PR 113: The Perception Distortion Tradeoff
PR 113: The Perception Distortion TradeoffPR 113: The Perception Distortion Tradeoff
PR 113: The Perception Distortion Tradeoff
 
PR 103: t-SNE
PR 103: t-SNEPR 103: t-SNE
PR 103: t-SNE
 
Pr072 deep compression
Pr072 deep compressionPr072 deep compression
Pr072 deep compression
 
Pr057 mask rcnn
Pr057 mask rcnnPr057 mask rcnn
Pr057 mask rcnn
 
Pr045 deep lab_semantic_segmentation
Pr045 deep lab_semantic_segmentationPr045 deep lab_semantic_segmentation
Pr045 deep lab_semantic_segmentation
 

Recently uploaded

Call for Papers - African Journal of Biological Sciences, E-ISSN: 2663-2187, ...
Call for Papers - African Journal of Biological Sciences, E-ISSN: 2663-2187, ...Call for Papers - African Journal of Biological Sciences, E-ISSN: 2663-2187, ...

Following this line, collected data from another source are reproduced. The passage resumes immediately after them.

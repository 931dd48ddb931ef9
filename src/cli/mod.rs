//! CLI module for the unit harness
//!
//! ## Commands
//!
//! - `<input> --unit <name>` - Run a registered unit against an input file (default action)
//! - `units` - List the registered units
//!
//! ## Modules
//!
//! - `commands` - Command implementations
//!
//! ## Design
//!
//! The CLI uses clap for argument parsing with derive macros.
//! Command functions return `CliResult<T>` instead of calling `process::exit`.
//! Only the top-level `run()` function handles errors and exits.

// Enforce explicit error handling - no panicking in production code
#![deny(clippy::unwrap_used)]
#![deny(clippy::expect_used)]

pub mod commands;

use std::env;
use std::fmt;
use std::io::IsTerminal;
use std::path::PathBuf;
use std::process;

use clap::{Parser, Subcommand};

use crate::error::HarnessError;
use crate::units::builtin_registry;

// ============================================================================
// CLI Error handling
// ============================================================================

/// Exit code for CLI operations.
#[derive(Debug, Clone, Copy, PartialEq, Eq)]
pub struct ExitCode(pub i32);

impl ExitCode {
    pub const SUCCESS: ExitCode = ExitCode(0);
    pub const FAILURE: ExitCode = ExitCode(1);
}

/// Error type for CLI operations.
///
/// Contains a user-facing message and an exit code. The CLI entry point
/// catches these errors, prints the message, and exits with the code.
#[derive(Debug)]
pub struct CliError {
    /// User-facing error message (already formatted for display)
    pub message: String,
    /// Exit code to return to the shell
    pub exit_code: ExitCode,
}

impl CliError {
    /// Create a new CLI error with a message and exit code.
    pub fn new(message: impl Into<String>, exit_code: ExitCode) -> Self {
        Self {
            message: message.into(),
            exit_code,
        }
    }

    /// Create a failure error (exit code 1).
    pub fn failure(message: impl Into<String>) -> Self {
        Self::new(message, ExitCode::FAILURE)
    }
}

impl fmt::Display for CliError {
    fn fmt(&self, f: &mut fmt::Formatter<'_>) -> fmt::Result {
        write!(f, "{}", self.message)
    }
}

impl std::error::Error for CliError {}

/// Harness errors raised before a run exists are rendered as miette diagnostics (code and help included).
impl From<HarnessError> for CliError {
    fn from(err: HarnessError) -> Self {
        Self::failure(format!("{:?}", miette::Report::new(err)))
    }
}

/// Result type for CLI operations.
pub type CliResult<T> = Result<T, CliError>;

const VERSION: &str = env!("CARGO_PKG_VERSION");

// ============================================================================
// Clap CLI definition
// ============================================================================

/// Local test harness for asynchronous units of work
#[derive(Parser, Debug)]
#[command(name = "unit-harness")]
#[command(version = VERSION)]
#[command(about = "Run a unit of work against a mock platform with a size-based time budget", long_about = None)]
#[command(args_conflicts_with_subcommands = true)]
pub struct Cli {
    #[command(subcommand)]
    pub command: Option<Command>,

    /// Input file handed to the unit (default action when no subcommand given)
    #[arg(value_name = "INPUT")]
    pub input: Option<PathBuf>,

    /// Registered unit to run
    #[arg(long, value_name = "NAME")]
    pub unit: Option<String>,

    /// Size class selecting the time budget (s, m or l)
    #[arg(long, value_name = "SIZE", default_value = "s")]
    pub size: String,

    /// Payload JSON file (default: parameters.json in the current directory)
    #[arg(long, value_name = "FILE")]
    pub params: Option<PathBuf>,

    /// File metadata JSON (file name -> {file_type, file_tags})
    #[arg(long, value_name = "FILE")]
    pub info: Option<PathBuf>,

    /// Existing directory that receives output/ and workFiles/ (default: current directory)
    #[arg(long = "out", value_name = "DIR")]
    pub out: Option<PathBuf>,

    /// Empty output/ and workFiles/ before the run
    #[arg(short = 'o', long)]
    pub overwrite: bool,

    /// Disable colored report output
    #[arg(long)]
    pub no_color: bool,
}

#[derive(Subcommand, Debug)]
pub enum Command {
    /// List the registered units
    Units,
}

// ============================================================================
// CLI entry point
// ============================================================================

/// Main CLI entry point.
///
/// This is the only place where `process::exit` is called. All command
/// implementations return `CliResult` and errors are handled here.
pub fn run() {
    let cli = Cli::parse();

    match execute(cli) {
        Ok(exit_code) => {
            if exit_code.0 != 0 {
                process::exit(exit_code.0);
            }
        }
        Err(e) => {
            if !e.message.is_empty() {
                eprintln!("{}", e.message);
            }
            process::exit(e.exit_code.0);
        }
    }
}

/// Execute the CLI command and return result.
fn execute(cli: Cli) -> CliResult<ExitCode> {
    let registry = builtin_registry();

    match cli.command {
        Some(Command::Units) => commands::list_units(&registry),
        None => {
            let Some(input) = cli.input else {
                return Err(CliError::failure("Error: an input file is required (see --help)"));
            };
            let Some(unit) = cli.unit else {
                return Err(CliError::failure(format!(
                    "Error: --unit is required; registered units: {}",
                    registry.names().join(", ")
                )));
            };
            let cwd = env::current_dir()
                .map_err(|e| CliError::failure(format!("Cannot resolve current directory: {e}")))?;
            let args = commands::RunArgs {
                input,
                unit,
                size: cli.size,
                params: cli.params,
                info: cli.info,
                out: cli.out,
                overwrite: cli.overwrite,
                colored: !cli.no_color && std::io::stdout().is_terminal(),
            };
            commands::run_unit(args, &registry, &cwd)
        }
    }
}

// ============================================================================
// Tests
// ============================================================================

#[cfg(test)]
#[allow(clippy::unwrap_used)]
mod tests {
    use super::*;

    #[test]
    fn test_cli_parse_default_run() {
        let cli = Cli::try_parse_from(["unit-harness", "input.txt", "--unit", "echo"]).unwrap();
        assert!(cli.command.is_none());
        assert_eq!(cli.input.as_deref(), Some(std::path::Path::new("input.txt")));
        assert_eq!(cli.unit.as_deref(), Some("echo"));
        assert_eq!(cli.size, "s");
        assert!(!cli.overwrite);
    }

    #[test]
    fn test_cli_parse_all_flags() {
        let cli = Cli::try_parse_from([
            "unit-harness",
            "big.csv",
            "--unit",
            "splitter",
            "--size",
            "L",
            "--params",
            "p.json",
            "--info",
            "i.json",
            "--out",
            "target/run",
            "-o",
            "--no-color",
        ])
        .unwrap();
        assert_eq!(cli.size, "L");
        assert_eq!(cli.params.as_deref(), Some(std::path::Path::new("p.json")));
        assert_eq!(cli.info.as_deref(), Some(std::path::Path::new("i.json")));
        assert_eq!(cli.out.as_deref(), Some(std::path::Path::new("target/run")));
        assert!(cli.overwrite);
        assert!(cli.no_color);
    }

    #[test]
    fn test_cli_parse_units_subcommand() {
        let cli = Cli::try_parse_from(["unit-harness", "units"]).unwrap();
        assert!(matches!(cli.command, Some(Command::Units)));
    }

    #[test]
    fn test_missing_input_is_a_failure() {
        let cli = Cli::try_parse_from(["unit-harness"]).unwrap();
        let err = execute(cli).unwrap_err();
        assert_eq!(err.exit_code, ExitCode::FAILURE);
        assert!(err.message.contains("input file is required"));
    }

    #[test]
    fn test_harness_error_becomes_failure_with_message() {
        let err = CliError::from(HarnessError::unit("boom from unit"));
        assert_eq!(err.exit_code, ExitCode::FAILURE);
        assert!(err.message.contains("boom from unit"));
    }
}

Call for Papers - African Journal of Biological Sciences, E-ISSN: 2663-2187, ...Christo Ananth
 
data_management_and _data_science_cheat_sheet.pdf
data_management_and _data_science_cheat_sheet.pdfdata_management_and _data_science_cheat_sheet.pdf
data_management_and _data_science_cheat_sheet.pdfJiananWang21
 
Bhosari ( Call Girls ) Pune 6297143586 Hot Model With Sexy Bhabi Ready For ...

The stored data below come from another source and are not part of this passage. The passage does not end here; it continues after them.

//! Resource Tracker
//!
//! Bookkeeping for everything a run must reclaim however it ends: every stream the façade hands out is registered
//! here before the unit sees it, and finalization force-closes whatever is still open. The directory helpers
//! account for and clean up what the unit wrote.
//!
//! ## Notes
//!
//! - Closing is idempotent: a handle the unit already closed is skipped, never reported as an error.
//! - Directory walks tolerate entries disappearing mid-walk; they are skipped, not fatal.

use std::fs;
use std::io;
use std::path::Path;
use std::sync::Arc;

use parking_lot::Mutex;
use walkdir::WalkDir;

/// A handle the tracker can force-close.
pub trait TrackedHandle: Send + Sync {
    /// File name the handle was opened on (for diagnostics).
    fn name(&self) -> &str;

    /// Close the handle. Closing an already-closed handle must succeed.
    fn close(&self) -> io::Result<()>;

    fn is_closed(&self) -> bool;
}

/// Outcome of [`ResourceTracker::close_all`].
#[derive(Debug, Clone, Copy, Default, PartialEq, Eq)]
pub struct CloseSummary {
    /// Handles that were still open and got closed here
    pub closed: usize,
    /// Handles the unit had already closed
    pub already_closed: usize,
    /// Handles whose final flush failed (they are closed regardless)
    pub failed: usize,
}

/// Registry of open handles for one run.
#[derive(Default)]
pub struct ResourceTracker {
    handles: Mutex<Vec<Arc<dyn TrackedHandle>>>,
}

impl ResourceTracker {
    pub fn new() -> Self {
        Self::default()
    }

    /// Record a handle for forced closure at finalization.
    pub fn register(&self, handle: Arc<dyn TrackedHandle>) {
        tracing::trace!(name = handle.name(), "tracking stream");
        self.handles.lock().push(handle);
    }

    pub fn len(&self) -> usize {
        self.handles.lock().len()
    }

    pub fn is_empty(&self) -> bool {
        self.handles.lock().is_empty()
    }

    /// Number of registered handles that are still open.
    pub fn open_count(&self) -> usize {
        self.handles.lock().iter().filter(|h| !h.is_closed()).count()
    }

    /// Close every registered handle. Never fails; flush errors are logged and counted.
    pub fn close_all(&self) -> CloseSummary {
        let handles = self.handles.lock().clone();
        let mut summary = CloseSummary::default();

        for handle in handles {
            if handle.is_closed() {
                summary.already_closed += 1;
                continue;
            }
            match handle.close() {
                Ok(()) => summary.closed += 1,
                Err(err) => {
                    tracing::warn!(name = handle.name(), error = %err, "stream did not flush cleanly on close");
                    summary.failed += 1;
                }
            }
        }

        summary
    }
}

/// Total size in bytes of every non-directory entry beneath `path`, recursively.
///
/// A missing `path` counts as empty.
pub fn size_of_directory(path: &Path) -> u64 {
    WalkDir::new(path)
        .into_iter()
        .filter_map(|entry| skip_vanished(entry, "size"))
        .filter(|entry| !entry.file_type().is_dir())
        .filter_map(|entry| entry.metadata().ok())
        .map(|meta| meta.len())
        .sum()
}

/// Delete every zero-length file beneath `path`, recursively. Returns how many files were removed.
///
/// Directories and non-empty files are left alone.
pub fn prune_zero_byte_files(path: &Path) -> usize {
    let empty: Vec<_> = WalkDir::new(path)
        .into_iter()
        .filter_map(|entry| skip_vanished(entry, "prune"))
        .filter(|entry| !entry.file_type().is_dir())
        .filter(|entry| entry.metadata().is_ok_and(|meta| meta.len() == 0))
        .map(|entry| entry.into_path())
        .collect();

    let mut removed = 0;
    for file in empty {
        match fs::remove_file(&file) {
            Ok(()) => removed += 1,
            Err(err) if err.kind() == io::ErrorKind::NotFound => {
                tracing::debug!(path = %file.display(), "file vanished before pruning");
            }
            Err(err) => {
                tracing::warn!(path = %file.display(), error = %err, "could not prune empty file");
            }
        }
    }
    removed
}

fn skip_vanished(entry: walkdir::Result<walkdir::DirEntry>, walk: &'static str) -> Option<walkdir::DirEntry> {
    match entry {
        Ok(entry) => Some(entry),
        Err(err) => {
            tracing::debug!(walk, error = %err, "no such file or directory, it may have been removed");
            None
        }
    }
}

Bhosari ( Call Girls ) Pune  6297143586  Hot Model With Sexy Bhabi Ready For ...Bhosari ( Call Girls ) Pune  6297143586  Hot Model With Sexy Bhabi Ready For ...

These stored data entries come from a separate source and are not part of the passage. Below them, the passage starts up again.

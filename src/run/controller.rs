//! Harness Controller
//!
//! Owns one run from start to its single report. The unit's entry point runs as a task; the controller then waits
//! for whichever comes first, the unit settling its completion handle or the budget timer, and finalizes exactly
//! once:
//!
//! 1. The outcome cell is settled (the race is decided; façade accumulators close)
//! 2. The elapsed-time clock stops
//! 3. Every tracked stream still open is force-closed
//! 4. Non-empty accumulators are written as artifacts
//! 5. Bytes under the output and working directories are totalled
//! 6. Zero-byte files are pruned from both directories
//! 7. The report is handed back (or to `on_done`)
//!
//! The losing event source is neutralized first: the timer is dropped with the select loop and the unit task is
//! aborted, so nothing can fire after the report exists.

use std::any::Any;
use std::fs;
use std::path::{Path, PathBuf};
use std::sync::Arc;

use harness_core::{ArtifactKind, SizeClass, artifacts};
use serde::Serialize;
use tokio::task::{JoinError, JoinHandle};

use crate::config::RunSettings;
use crate::error::{HarnessError, HarnessResult};
use crate::payload::{FileInfoMap, Payload};
use crate::report::RunReport;
use crate::services::Services;
use crate::tracker::{prune_zero_byte_files, size_of_directory};
use crate::unit::Unit;

use super::context::RunContext;
use super::outcome::{Completion, RunOutcome};

/// Controller for a single run. Consumed by [`Controller::run`].
pub struct Controller {
    ctx: Arc<RunContext>,
    size: SizeClass,
}

impl Controller {
    /// Prepare a run: resolve directories and open the input stream. No timer exists yet, so a failure here never
    /// leaves anything running.
    pub fn new(settings: &RunSettings, file_info: FileInfoMap) -> HarnessResult<Self> {
        let ctx = RunContext::new(
            settings.dirs(),
            &settings.input_file,
            file_info,
            settings.effective_budget(),
        )?;
        Ok(Self {
            ctx: Arc::new(ctx),
            size: settings.size,
        })
    }

    /// Run `unit` against a fresh façade and return the report once the run is finalized.
    #[tracing::instrument(skip_all, fields(size = %self.size))]
    pub async fn run(self, unit: Arc<dyn Unit>, payload: Payload) -> RunReport {
        let ctx = self.ctx.clone();
        let budget = ctx.clock.budget();
        let budget_ms = u64::try_from(budget.as_millis()).unwrap_or(u64::MAX);
        tracing::info!(budget_ms, "starting run");

        ctx.clock.start();
        let services = Services::new(ctx.clone());
        let done = Completion::new(ctx.outcome.clone());
        let mut unit_task = tokio::spawn(async move { unit.flight(services, payload, done).await });

        let deadline = tokio::time::sleep(budget);
        tokio::pin!(deadline);
        let mut expired = false;
        let mut unit_returned = false;

        let outcome = loop {
            tokio::select! {
                biased;
                outcome = ctx.outcome.settled() => break outcome,
                () = &mut deadline, if !expired => {
                    expired = true;
                    if ctx.outcome.try_settle(Err(HarnessError::TimedOut { budget_ms })) {
                        tracing::warn!(budget_ms, "unit did not complete within its budget");
                    }
                }
                joined = &mut unit_task, if !unit_returned => {
                    unit_returned = true;
                    // A unit that returns without completing may still complete from detached work.
                    if let Err(err) = joined {
                        settle_from_join_error(&ctx, err);
                    }
                }
            }
        };

        unit_task.abort();
        self.finalize(outcome)
    }

    /// Spawn the run and hand its report to `on_done` exactly once.
    pub fn start<F>(self, unit: Arc<dyn Unit>, payload: Payload, on_done: F) -> JoinHandle<()>
    where
        F: FnOnce(RunReport) + Send + 'static,
    {
        tokio::spawn(async move {
            let report = self.run(unit, payload).await;
            on_done(report);
        })
    }

    fn finalize(self, outcome: RunOutcome) -> RunReport {
        let ctx = &self.ctx;
        let elapsed = ctx.clock.stop();

        let closed = ctx.tracker.close_all();
        if closed.closed + closed.failed > 0 {
            tracing::debug!(closed = closed.closed, failed = closed.failed, "force-closed streams");
        }

        let accumulated = ctx.drain();
        let mut artifacts: Vec<PathBuf> = Vec::new();
        let mut artifact_failures: Vec<String> = Vec::new();
        for written in [
            write_artifact(&ctx.dirs.output, ArtifactKind::Log, &accumulated.logs),
            write_artifact(&ctx.dirs.output, ArtifactKind::Mail, &accumulated.mail),
            write_artifact(&ctx.dirs.output, ArtifactKind::Params, &accumulated.params),
        ] {
            match written {
                Ok(Some(path)) => artifacts.push(path),
                Ok(None) => {}
                Err(failure) => artifact_failures.push(failure),
            }
        }

        let total_bytes: u64 = ctx.dirs.all().into_iter().map(size_of_directory).sum();
        let pruned_files: usize = ctx.dirs.all().into_iter().map(prune_zero_byte_files).sum();

        let output_streams_requested = ctx.output_streams_requested();
        if output_streams_requested > 1 {
            tracing::warn!(
                output_streams_requested,
                "more than one write stream requested; make sure to mark the unit as splitter"
            );
        }

        match &outcome {
            Ok(_) => tracing::info!(elapsed_ms = elapsed.as_millis() as u64, total_bytes, "run succeeded"),
            Err(err) => tracing::info!(elapsed_ms = elapsed.as_millis() as u64, error = %err, "run failed"),
        }

        RunReport {
            size: self.size,
            budget: ctx.clock.budget(),
            elapsed,
            total_bytes,
            output_streams_requested,
            streams_force_closed: closed.closed + closed.failed,
            dropped_appends: ctx.dropped_appends(),
            artifacts,
            artifact_failures,
            pruned_files,
            outcome,
        }
    }
}

fn settle_from_join_error(ctx: &RunContext, err: JoinError) {
    if !err.is_panic() {
        return;
    }
    let message = panic_message(err.into_panic());
    if ctx.outcome.try_settle(Err(HarnessError::unit(format!("unit panicked: {message}")))) {
        tracing::warn!(%message, "unit panicked before completing");
    }
}

fn panic_message(payload: Box<dyn Any + Send>) -> String {
    if let Some(text) = payload.downcast_ref::<&str>() {
        (*text).to_string()
    } else if let Some(text) = payload.downcast_ref::<String>() {
        text.clone()
    } else {
        "non-string panic payload".to_string()
    }
}

/// Write `entries` as the artifact for `kind`. Empty accumulators produce no file; a failed write comes back as a
/// message for the report.
fn write_artifact<T: Serialize>(dir: &Path, kind: ArtifactKind, entries: &[T]) -> Result<Option<PathBuf>, String> {
    if entries.is_empty() {
        return Ok(None);
    }
    let path = dir.join(artifacts::file_name(kind));
    let written = serde_json::to_string_pretty(entries)
        .map_err(|e| e.to_string())
        .and_then(|json| fs::write(&path, json).map_err(|e| e.to_string()));
    match written {
        Ok(()) => Ok(Some(path)),
        Err(error) => {
            tracing::warn!(path = %path.display(), %error, "could not write artifact");
            Err(format!("{}: {error}", path.display()))
        }
    }
}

Bhosari ( Call Girls ) Pune 6297143586 Hot Model With Sexy Bhabi Ready For ...tanu pandey
 
Call Girls Walvekar Nagar Call Me 7737669865 Budget Friendly No Advance Booking
Call Girls Walvekar Nagar Call Me 7737669865 Budget Friendly No Advance BookingCall Girls Walvekar Nagar Call Me 7737669865 Budget Friendly No Advance Booking
Call Girls Walvekar Nagar Call Me 7737669865 Budget Friendly No Advance Bookingroncy bisnoi
 
Unleashing the Power of the SORA AI lastest leap
Unleashing the Power of the SORA AI lastest leapUnleashing the Power of the SORA AI lastest leap
Unleashing the Power of the SORA AI lastest leapRishantSharmaFr
 
Online banking management system project.pdf
Online banking management system project.pdfOnline banking management system project.pdf
Online banking management system project.pdfKamal Acharya
 
notes on Evolution Of Analytic Scalability.ppt
notes on Evolution Of Analytic Scalability.pptnotes on Evolution Of Analytic Scalability.ppt
notes on Evolution Of Analytic Scalability.pptMsecMca
 
VIP Model Call Girls Kothrud ( Pune ) Call ON 8005736733 Starting From 5K to ...
VIP Model Call Girls Kothrud ( Pune ) Call ON 8005736733 Starting From 5K to ...VIP Model Call Girls Kothrud ( Pune ) Call ON 8005736733 Starting From 5K to ...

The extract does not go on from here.